PROJECT SUMMARY / ABSTRACT Prostate cancer (PCa) results in more than 160,000 diagnoses in the US each year with essentially all patients eventually progressing to metastatic castration-resistant prostate cancer (mCRPC), the more lethal form of the disease. Early stratification of mCRPC patients is critical since 20-40%

exhibit primary resistance to first-line treatments and those with resistance have a median survival of only 5.5 months. The standard-of-care circulating tumor cell assay (monitoring the AR-V7 splice variant) highlights the potential for a non-invasive method for monitoring PCa disease progression, but it gives 80-90% of patients a

false-negative and has only ~3% sensitivity when used pre-treatment.

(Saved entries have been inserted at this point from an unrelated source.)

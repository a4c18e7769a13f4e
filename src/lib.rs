//! noughts library - terminal tic-tac-toe with a minimax opponent
//!
//! The game rules and the search live in [`noughts_core`]; this crate adds
//! the presentation layer around them.
//!
//! # Architecture
//!
//! - **Config**: TOML settings for the starting mode and log file
//! - **Suggest**: headless analysis of a single position
//! - **TUI**: ratatui front end that owns a [`GameSession`]

#![warn(missing_docs)]
#![forbid(unsafe_code)]

// Private module declarations
mod config;
mod error;
mod suggest;
mod tui;

// Crate-level exports - Configuration
pub use config::{AppConfig, ConfigError};

// Crate-level exports - Startup errors
pub use error::{EnvironmentError, check_environment};

// Crate-level exports - Analysis
pub use suggest::{SuggestError, Suggestion, suggest};

// Crate-level exports - Terminal UI
pub use tui::{App, AppAction, Tally, digit_position, move_cursor, run_tui};

// Crate-level exports - Game types
pub use noughts_core::{
    Board, GameSession, Mode, Move, MoveError, NotationError, Outcome, Player, Position,
    ScoredMove, Square, TurnReport, TurnState, rules, search,
};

The long-term objective of this proposal is to investigate the potential of a cell-free DNA (cfDNA)-based assay for mCRPC patient stratification to improve upon the current standard-of-care. To address this, the current proposal leverages our published cfDNA assay

that monitors the recently discovered tandem duplication of an enhancer region upstream of the androgen receptor (AR), additional AR mutations, and 83 additional genes commonly mutated in mCRPC. Our gene panel and cfDNA analysis method (EnhanceAR-Seq) outperformed the current standard-of-care in a prospectively

collected cohort of mCRPC patients. While this highlights the clinical utility of monitoring SVs non-invasively, no automated pipelines exist for SV calling using targeted cfDNA assays. Copy number variation (CNV) and SV analysis of cfDNA using a targeted sequencing approach requires specific considerations not accounted for in

traditional pipelines, such as the influence of probe density on read depth. This in turn results in researchers developing custom scripts and parameters for running multiple tools for analysis of different variant classes (SV, CNV, single nucleotide variants) and ultimately impairing the reproducibility of clinically relevant work. This

serves as a strong rationale for the following aims to (1) develop a standardized and robust unified pipeline for somatic variant calling of all classes using cfDNA and (2) assess the clinical utility of EnhanceAR-Seq across (a) an independent validation mCRPC patient cohort, (b) across ethnicities and (c) in an earlier clinical setting. The

research will be completed with mentorship from Dr. Christopher Maher and through the Human and Statistical Genetics program at Washington University, one of the top ranked genetics programs in the country. The Maher lab is an ideal environment for this project given their extensive bioinformatics, software development, structural

variation, genomics, and prostate cancer biology expertise. Training will focus on (1) developing computational skills through software development and the application of bioinformatics tools, (2) improving knowledge of translational tumor biology, and (3) professional development, all of which will support the goal of a career in

cancer research. This study will have an overall impact on the field by providing a standardized and reproducible method for variant calling with cfDNA in a non-invasive assay, which will be broadly applicable beyond PCa. Long term, this research has enormous potential for clinical translation by improving PCa patient care.